* Record excerpts:
*** Begin section ***
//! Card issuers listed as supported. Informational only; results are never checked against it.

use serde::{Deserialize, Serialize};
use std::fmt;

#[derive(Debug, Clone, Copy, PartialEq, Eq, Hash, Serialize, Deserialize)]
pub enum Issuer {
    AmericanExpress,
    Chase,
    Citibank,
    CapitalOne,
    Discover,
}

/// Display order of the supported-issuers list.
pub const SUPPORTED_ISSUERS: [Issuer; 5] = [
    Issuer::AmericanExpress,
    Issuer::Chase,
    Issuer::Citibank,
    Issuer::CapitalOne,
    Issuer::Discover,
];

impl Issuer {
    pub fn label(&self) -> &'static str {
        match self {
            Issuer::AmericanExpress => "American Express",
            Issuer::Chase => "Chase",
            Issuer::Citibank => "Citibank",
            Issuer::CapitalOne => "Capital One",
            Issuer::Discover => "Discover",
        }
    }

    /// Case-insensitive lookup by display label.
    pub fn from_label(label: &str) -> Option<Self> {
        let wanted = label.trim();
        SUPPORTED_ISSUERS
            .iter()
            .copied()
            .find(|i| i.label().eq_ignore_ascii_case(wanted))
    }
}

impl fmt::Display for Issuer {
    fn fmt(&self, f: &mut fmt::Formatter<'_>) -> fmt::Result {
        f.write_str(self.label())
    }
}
*** End section ***
* What the exercise asks: Give back the listing above exactly as written.

* Solution for this exercise:
//! Card issuers listed as supported. Informational only; results are never checked against it.

use serde::{Deserialize, Serialize};
use std::fmt;

#[derive(Debug, Clone, Copy, PartialEq, Eq, Hash, Serialize, Deserialize)]
pub enum Issuer {
    AmericanExpress,
    Chase,
    Citibank,
    CapitalOne,
    Discover,
}

/// Display order of the supported-issuers list.
pub const SUPPORTED_ISSUERS: [Issuer; 5] = [
    Issuer::AmericanExpress,
    Issuer::Chase,
    Issuer::Citibank,
    Issuer::CapitalOne,
    Issuer::Discover,
];

impl Issuer {
    pub fn label(&self) -> &'static str {
        match self {
            Issuer::AmericanExpress => "American Express",
            Issuer::Chase => "Chase",
            Issuer::Citibank => "Citibank",
            Issuer::CapitalOne => "Capital One",
            Issuer::Discover => "Discover",
        }
    }

    /// Case-insensitive lookup by display label.
    pub fn from_label(label: &str) -> Option<Self> {
        let wanted = label.trim();
        SUPPORTED_ISSUERS
            .iter()
            .copied()
            .find(|i| i.label().eq_ignore_ascii_case(wanted))
    }
}

impl fmt::Display for Issuer {
    fn fmt(&self, f: &mut fmt::Formatter<'_>) -> fmt::Result {
        f.write_str(self.label())
    }
}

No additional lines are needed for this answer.